After considering the arguments from both sides, US District Court Judge Consuelo B. Marshall has sided with Nintendo. In a ruling released yesterday, she denies the various arguments presented by Storman. RomUniverse’s operator wanted the case dismissed based on failure to state a claim, lack of jurisdiction, improper venue, insufficient service of process, and failure to join a party. None of these arguments convinced the court.
Storman, for example, argued that Nintendo is not the owner of previously purchased games because consumers have the right to sell, destroy, or give them away. The Judge didn’t address this in detail but concluded that Nintendo’s copyright registrations are sufficient at this stage.
On the DMCA safe harbor claims specifically, the court acknowledges that it cannot determine whether RomUniverse meets the criteria for those provisions at this stage of the trial, at which no evidence has been presented. Nintendo’s entire case here is that Storman’s site doesn’t act as a third party service provider. Asking the court to find otherwise when Nintendo hasn’t been allowed to present evidence yet would make no sense. And, as the court goes on to note, Nintendo sued for trademark infringement and unfair competition claims as well, and DMCA safe harbors don’t protect from those claims.
Therefore, the Court would be required to look beyond the pleadings to determine whether Defendant is a service provider who satisfies the statutory requirements for protection pursuant to the DMCA’s safe harbors, which is improper on a Rule 12(b)(6) motion to dismiss.
As to Storman’s claim that First Sale doctrine means that Nintendo failed to join the actual owners of the games that are the basis of the ROMs on his site, the court points out that’s not how any of this works at this stage. Nintendo has alleged that Storman’s site is liable and arguing that Nintendo also has to sue everyone else isn’t very convincing.

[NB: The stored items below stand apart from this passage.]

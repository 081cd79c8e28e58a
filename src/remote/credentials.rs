use std::fmt;
use std::fs::{self, OpenOptions};
use std::io::Write;
use std::os::unix::fs::{OpenOptionsExt, PermissionsExt};
use std::path::Path;

use crate::Error;

/// Login for the share, stored as a `mount.cifs` credentials file:
///
/// ```text
/// username=backup
/// password=secret
/// domain=WORKGROUP
/// ```
#[derive(Clone, PartialEq, Eq)]
pub struct Credentials {
    pub username: String,
    pub password: String,
    pub domain: Option<String>,
}

impl fmt::Debug for Credentials {
    fn fmt(&self, f: &mut fmt::Formatter<'_>) -> fmt::Result {
        f.debug_struct("Credentials")
            .field("username", &self.username)
            .field("password", &"***")
            .field("domain", &self.domain)
            .finish()
    }
}

impl Credentials {
    pub fn parse(contents: &str) -> crate::Result<Self> {
        let mut username = None;
        let mut password = None;
        let mut domain = None;

        for line in contents.lines() {
            let line = line.trim();
            if line.is_empty() || line.starts_with('#') {
                continue;
            }
            let Some((key, value)) = line.split_once('=') else {
                log::warn!(target: "remote", "Ignoring malformed credentials line");
                continue;
            };
            match key.trim() {
                "username" | "user" => username = Some(value.to_string()),
                "password" | "pass" => password = Some(value.to_string()),
                "domain" | "dom" if !value.is_empty() => domain = Some(value.to_string()),
                _ => {}
            }
        }

        Ok(Self {
            username: username
                .ok_or_else(|| Error::invalid_input("credentials lack a username"))?,
            password: password
                .ok_or_else(|| Error::invalid_input("credentials lack a password"))?,
            domain,
        })
    }

    pub fn to_file_contents(&self) -> String {
        let mut contents = format!("username={}\npassword={}\n", self.username, self.password);
        if let Some(domain) = &self.domain {
            contents.push_str(&format!("domain={domain}\n"));
        }
        contents
    }

    /// Writes the credentials readable by the owner only.
    pub fn write(&self, path: &Path) -> crate::Result<()> {
        if let Some(parent) = path.parent() {
            fs::create_dir_all(parent)?;
        }

        let mut file = OpenOptions::new()
            .write(true)
            .create(true)
            .truncate(true)
            .mode(0o600)
            .open(path)?;
        // mode only applies to newly created files
        file.set_permissions(fs::Permissions::from_mode(0o600))?;
        file.write_all(self.to_file_contents().as_bytes())?;
        file.sync_all()?;

        log::info!(target: "remote", "Saved share credentials to {}", path.display());
        Ok(())
    }

    pub fn read(path: &Path) -> crate::Result<Self> {
        let metadata = fs::metadata(path)?;
        if metadata.permissions().mode() & 0o077 != 0 {
            log::warn!(
                target: "remote",
                "Credentials file {} is readable by others, it should have mode 600",
                path.display()
            );
        }
        Self::parse(&fs::read_to_string(path)?)
    }
}
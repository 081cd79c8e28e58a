//! Storing backups on an SMB/CIFS share.
//!
//! The share is mounted only for the duration of a [MountGuard]. Dropping the
//! guard, on success or on any error path, unmounts the share and removes the
//! mount point.

mod address;
mod credentials;

pub use address::ShareAddress;
pub use credentials::Credentials;

use std::fs;
use std::io;
use std::path::{Path, PathBuf};

use uuid::Uuid;

use crate::backup::BackupRecord;
use crate::process::CommandRunner;
use crate::util::Owner;
use crate::Error;

/// Default directory on the share backups are stored in.
pub const DEFAULT_BACKUP_SUBDIR: &str = "backups";

/// A share that can be mounted to store backups on.
pub struct RemoteShare<'a> {
    runner: &'a dyn CommandRunner,
    address: ShareAddress,
    credentials_file: PathBuf,
    mount_point: PathBuf,
    backup_subdir: String,
    /// Owner of the files on the mounted share.
    owner: Option<Owner>,
}

impl<'a> RemoteShare<'a> {
    pub fn new(
        runner: &'a dyn CommandRunner,
        address: ShareAddress,
        credentials_file: impl Into<PathBuf>,
        mount_point: impl Into<PathBuf>,
    ) -> Self {
        Self {
            runner,
            address,
            credentials_file: credentials_file.into(),
            mount_point: mount_point.into(),
            backup_subdir: DEFAULT_BACKUP_SUBDIR.to_string(),
            owner: None,
        }
    }

    pub fn with_backup_subdir(mut self, subdir: impl Into<String>) -> Self {
        self.backup_subdir = subdir.into();
        self
    }

    pub fn with_owner(mut self, owner: Option<Owner>) -> Self {
        self.owner = owner;
        self
    }

    pub fn address(&self) -> &ShareAddress {
        &self.address
    }

    fn access_failed(&self, reason: impl Into<String>) -> Error {
        Error::RemoteAccessFailed {
            share: self.address.to_string(),
            reason: reason.into(),
        }
    }

    /// Mounts the share read-write and verifies it with a test write.
    pub fn mount(&self) -> crate::Result<MountGuard<'a>> {
        if !self.credentials_file.is_file() {
            return Err(self.access_failed(format!(
                "credentials file {} doesn't exist",
                self.credentials_file.display()
            )));
        }

        fs::create_dir_all(&self.mount_point).map_err(|e| {
            self.access_failed(format!(
                "creating mount point {} failed: {e}",
                self.mount_point.display()
            ))
        })?;

        // from here on every return releases the mount point
        let mut guard = MountGuard {
            runner: self.runner,
            share: self.address.to_string(),
            mount_point: self.mount_point.clone(),
            backup_subdir: self.backup_subdir.clone(),
            mounted: false,
            released: false,
        };

        let mut options = format!("credentials={},rw", self.credentials_file.display());
        if let Some(owner) = self.owner {
            options.push_str(&format!(",uid={},gid={}", owner.uid, owner.gid));
        }

        log::info!(target: "remote", "Mounting {} at {}", self.address, self.mount_point.display());
        let mount_point = self.mount_point.to_string_lossy();
        let output = self
            .runner
            .run("mount.cifs", &[self.address.as_str(), &*mount_point, "-o", &options])
            .map_err(|e| self.access_failed(format!("mount failed: {e}")))?;
        if !output.success() {
            return Err(self.access_failed(format!("mount failed: {}", output.stderr.trim())));
        }
        guard.mounted = true;

        guard.verify_writable()?;
        log::debug!(target: "remote", "Share {} is writable", self.address);

        Ok(guard)
    }

    /// Pre-flight check: mount, test write and unmount the share.
    pub fn test_access(&self) -> crate::Result<()> {
        self.mount()?.release()
    }
}

/// A mounted share. Unmounted when released or dropped.
#[must_use = "the share is unmounted as soon as the guard is dropped"]
pub struct MountGuard<'a> {
    runner: &'a dyn CommandRunner,
    share: String,
    mount_point: PathBuf,
    backup_subdir: String,
    mounted: bool,
    released: bool,
}

impl MountGuard<'_> {
    pub fn mount_point(&self) -> &Path {
        &self.mount_point
    }

    fn access_failed(&self, reason: impl Into<String>) -> Error {
        Error::RemoteAccessFailed {
            share: self.share.clone(),
            reason: reason.into(),
        }
    }

    /// Writes a uniquely named file, reads it back and compares the content.
    fn verify_writable(&self) -> crate::Result<()> {
        let id = Uuid::new_v4();
        let test_file = self.mount_point.join(format!(".write-test-{id}"));
        let written = format!("volume-backup write test {id}\n");

        fs::write(&test_file, &written)
            .map_err(|e| self.access_failed(format!("writing test file failed: {e}")))?;
        let read_back = fs::read(&test_file);
        if let Err(e) = fs::remove_file(&test_file) {
            log::warn!(target: "remote", "Removing {} failed: {e}", test_file.display());
        }

        let read_back =
            read_back.map_err(|e| self.access_failed(format!("reading test file failed: {e}")))?;
        if read_back != written.as_bytes() {
            return Err(self.access_failed("test file content differs from what was written"));
        }

        Ok(())
    }

    /// Directory on the share backups are stored in, created if absent.
    pub fn backup_dir(&self) -> crate::Result<PathBuf> {
        let dir = self.mount_point.join(&self.backup_subdir);
        fs::create_dir_all(&dir).map_err(|e| {
            self.access_failed(format!("creating {} failed: {e}", dir.display()))
        })?;
        Ok(dir)
    }

    /// Moves a local archive onto the share.
    ///
    /// The local file is deleted only after the copy was verified.
    pub fn transfer(&self, record: &BackupRecord, owner: Option<Owner>) -> crate::Result<BackupRecord> {
        let destination = self.backup_dir()?.join(&record.name);
        log::info!(
            target: "remote",
            "Copying {} to {}",
            record.destination_path.display(),
            destination.display()
        );

        if let Err(e) = fs::copy(&record.destination_path, &destination) {
            // a truncated copy would be listed as the newest backup
            remove_incomplete(&destination);
            return Err(self.access_failed(format!("copying {} failed: {e}", record.name)));
        }

        let copied_size = match fs::metadata(&destination) {
            Ok(metadata) => metadata.len(),
            Err(e) => {
                return Err(Error::BackupVerificationFailed {
                    path: destination,
                    reason: format!("copy missing on share: {e}"),
                })
            }
        };
        if copied_size != record.size_bytes {
            remove_incomplete(&destination);
            return Err(Error::BackupVerificationFailed {
                path: destination,
                reason: format!("copied {copied_size} of {} bytes", record.size_bytes),
            });
        }

        if let Some(owner) = owner {
            // CIFS mounts usually fix ownership with uid=/gid= mount options
            if let Err(e) = owner.apply(self.runner, &destination, false) {
                log::warn!(target: "remote", "Changing owner of {} failed: {e}", destination.display());
            }
        }

        if let Err(e) = fs::remove_file(&record.destination_path) {
            log::warn!(
                target: "remote",
                "Removing local copy {} failed: {e}",
                record.destination_path.display()
            );
        }
        log::info!(target: "remote", "Stored {} on {}", record.name, self.share);

        Ok(record.relocated(destination))
    }

    /// Unmounts the share and removes the mount point.
    pub fn release(mut self) -> crate::Result<()> {
        self.unmount()
    }

    fn unmount(&mut self) -> crate::Result<()> {
        if self.released {
            return Ok(());
        }
        self.released = true;

        if self.mounted {
            log::debug!(target: "remote", "Unmounting {}", self.mount_point.display());
            let mount_point = self.mount_point.to_string_lossy();
            let output = self.runner.run("umount", &[&*mount_point])?;
            if !output.success() {
                return Err(self.access_failed(format!(
                    "unmounting {} failed: {}",
                    self.mount_point.display(),
                    output.stderr.trim()
                )));
            }
            self.mounted = false;
        }

        // never recurse here, a failed unmount would otherwise wipe the share
        match fs::remove_dir(&self.mount_point) {
            Ok(()) => Ok(()),
            Err(e) if e.kind() == io::ErrorKind::NotFound => Ok(()),
            Err(e) => Err(self.access_failed(format!(
                "removing mount point {} failed: {e}",
                self.mount_point.display()
            ))),
        }
    }
}

fn remove_incomplete(path: &Path) {
    match fs::remove_file(path) {
        Ok(()) => log::debug!(target: "remote", "Removed incomplete copy {}", path.display()),
        Err(e) if e.kind() == io::ErrorKind::NotFound => {}
        Err(e) => log::warn!(target: "remote", "Removing incomplete copy {} failed: {e}", path.display()),
    }
}

impl Drop for MountGuard<'_> {
    fn drop(&mut self) {
        if let Err(e) = self.unmount() {
            log::error!(target: "remote", "Releasing the share failed: {e}");
        }
    }
}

Defendant argues Plaintiff has “failed to join the true and essential owners of copies known only to Plaintiff, or unknown.” As discussed supra, Plaintiff sufficiently alleges ownership and “the owner of copyright …has the exclusive rights to …reproduce the copyrighted work in copies [and] to prepare derivative works based upon the copyrighted work.” 17 U.S.C. § 106(1)-(2). Therefore, Defendant fails to demonstrate there are persons subject to service of process which, in their absence, would prevent the Court from providing complete relief among the existing parties or persons claiming an interest in the subject of this action. See Fed. R. Civ. Proc. 19. Accordingly, the Court denies Defendant’s motion to dismiss based on failure to join an indispensable party pursuant to Rule ~12)~b)~~)•
And so the motion to dismiss is denied. We’ve made the point several times now that Nintendo has better ways to deal with ROM sites than this sort of litigation. That is still true. But none of that changes the fact that Storman and RomUniverse have a mountain to climb if it wants to successfully defend itself from this lawsuit.